| 原題 | Historias del buen valle |
|---|---|
| 製作年 | 2025 |
| 製作国 | スペイン・フランス |
| 監督 | ホセ・ルイス・ゲリン |
| 脚本 | ホセ・ルイス・ゲリン |
| 撮影 | アリシア・アルミニャーナ |
| 出演 | ー |
撮影の舞台となったVallbona(よき谷)は、サグラダファミリア協会から5kmほど北の、線路と高速道路と小川に囲まれた小さな地区です。都市と農村の中間に位置するこの場所は古い時期に他から移り住んだ古参と、最近移ってきた新しい住人と、アフリカやインドや他のヨーロッパ諸国からの移民で構成されており、映画内でも様々な国の人々が様々な言語を話しています。そこでは様々な時代、様々な国や場所から移り住んだ様々な年代の人々が上手に共存しており、紛争だらけの地球において庶民的な小宇宙を形成している。その小宇宙は騒々しい鉄道と道路の人工物に囲まれているが、丘があり、川が流れ、住人は好きな作物を植え、収穫し、自然と共に生きています。
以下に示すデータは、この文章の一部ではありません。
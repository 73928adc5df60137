use std::time::Duration;

use serde::Serializer;

use crate::{
    bson::{oid::ObjectId, Bson, Document},
    error::{Error, Result},
};

/// Coerce numeric types into an `i64` if it would be lossless to do so. If this Bson is not numeric
/// or the conversion would be lossy (e.g. 1.5 -> 1), this returns `None`.
#[allow(clippy::cast_possible_truncation)]
pub(crate) fn get_int(val: &Bson) -> Option<i64> {
    match *val {
        Bson::Int32(i) => Some(i64::from(i)),
        Bson::Int64(i) => Some(i),
        Bson::Double(f) if (f - (f as i64 as f64)).abs() <= f64::EPSILON => Some(f as i64),
        _ => None,
    }
}

pub(crate) fn to_bson_array(docs: &[Document]) -> Bson {
    Bson::Array(docs.iter().map(|doc| Bson::Document(doc.clone())).collect())
}

pub(crate) fn first_key(document: &Document) -> Option<&str> {
    document.keys().next().map(String::as_str)
}

pub(crate) fn replacement_document_check(replacement: &Document) -> Result<()> {
    match first_key(replacement) {
        Some(s) if s.starts_with('$') => Err(Error::invalid_argument(
            "replace document must have first key not starting with '$'",
        )),
        _ => Ok(()),
    }
}

pub(crate) fn update_document_check(update: &Document) -> Result<()> {
    match first_key(update) {
        Some(s) if s.starts_with('$') => Ok(()),
        _ => Err(Error::invalid_argument(
            "update document must have first key starting with '$'",
        )),
    }
}

/// Returns the `_id` of the given document, generating and prepending an `ObjectId` if the
/// document doesn't have one.
pub(crate) fn get_or_prepend_id_field(doc: &mut Document) -> Bson {
    if let Some(id) = doc.get("_id") {
        return id.clone();
    }
    let id = Bson::ObjectId(ObjectId::new());
    let mut with_id = Document::new();
    with_id.insert("_id", id.clone());
    with_id.extend(std::mem::take(doc));
    *doc = with_id;
    id
}

pub(crate) fn duration_to_millis_bson(duration: Duration) -> Bson {
    match i32::try_from(duration.as_millis()) {
        Ok(millis) => Bson::Int32(millis),
        Err(_) => Bson::Int64(duration.as_millis().try_into().unwrap_or(i64::MAX)),
    }
}

pub(crate) fn serialize_duration_option_as_int_millis<S: Serializer>(
    val: &Option<Duration>,
    serializer: S,
) -> std::result::Result<S::Ok, S::Error> {
    match val {
        Some(duration) if duration.as_millis() > i32::MAX as u128 => {
            serializer.serialize_i64(duration.as_millis().try_into().unwrap_or(i64::MAX))
        }
        Some(duration) => serializer.serialize_i32(duration.as_millis() as i32),
        None => serializer.serialize_none(),
    }
}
様々な年代の様々なルーツを持つ住人がカメラを気にすることなく歌い踊り、おしゃべりを繰り広げる姿は、記憶と経験の有機的な集合体です。老人たちの多くは喪失を抱えていますが、喪失は自らが離れた土地と今住んでいる “よき谷” の両方に根ざし、大地と心を通わせながら悲しみを乗り越えていく。母親は息子の死を悼み、悲しみで枯れた木が今も大地にたたずむ姿を見て慰められる。記憶には鮮明な瞬きがあり、音楽を通して幸せだった頃の夫の記憶を取り戻そうとするが、集合住宅では自由にピアノを弾くことができずに妻は少し苛立っている。少年は “よき谷” の変化を憂い、自分が記憶する町や自然がこの先何年も残ってほしいと願う。
これは形式的にはドキュメンタリーですが、会話を要望通りに再現しているため、本当の一瞬を切り取ったものではありません。それでもこれはフィクションではなく、脚本の無いノンフィクションであり、語っている内容も感情も垣間見える人間性も、すべて住人たちが自ら紡ぎ出したものであり真実です。実際は事前にヒアリングし、聞き取った内容から再現して欲しい会話を抜粋し、別の場所で別の人と会話してもらう。それを場所や人を変えながら何度も撮影する。その中から最も良い映像を抽出し、つなぎ合わせ、映像と音響を同期させて作られています。だから会話や仕草が自然ではありませんが、脚本はなく偽物でもなく、我々が観ているのは実際の “生活” と “感情” と “声” なのです。そして、様々な年代、様々なルーツ、様々な民族、様々な言語、様々な宗教の人々が争うことなく共存しており、不満を持ちつつも寛容さと意識の高さによって平和を維持している姿を映し出します。しかし、不安定なバランスを取りながら何とか作り上げたその平和を乱すのは、常に “政治的な外的要因” ということも付け加える必要があります。
ホセ・ルイス・ゲリン監督の『シルビアのいる街で』で主人公は記憶の中の女性をスケッチしていましたが、この映画では人々の記憶をゲリン監督自らが映像として残そうとしたのかもしれません。また、音響映画『Sirāt(シラート)』も担当したアマンダ・ビリャビエハが、今回もホセ・ルイス・ゲリン監督とタッグを組み、音響によってドキュメンタリータッチの映像に豊かな命を吹き込みます。音源はすべて現地でサンプリングされたものですが、映像と同時ではなく別タイミングでサンプリングした様々な音を映像に同期させているのです。だからやたらと川の音や鉄道や高速道路の音がクリアで大きく聞こえ、音響によって空間を再構築しているので、まるでその場にいるかのように臨場感が増すのです。
ホセ・ルイス・ゲリン監督、すばらしい作品でした。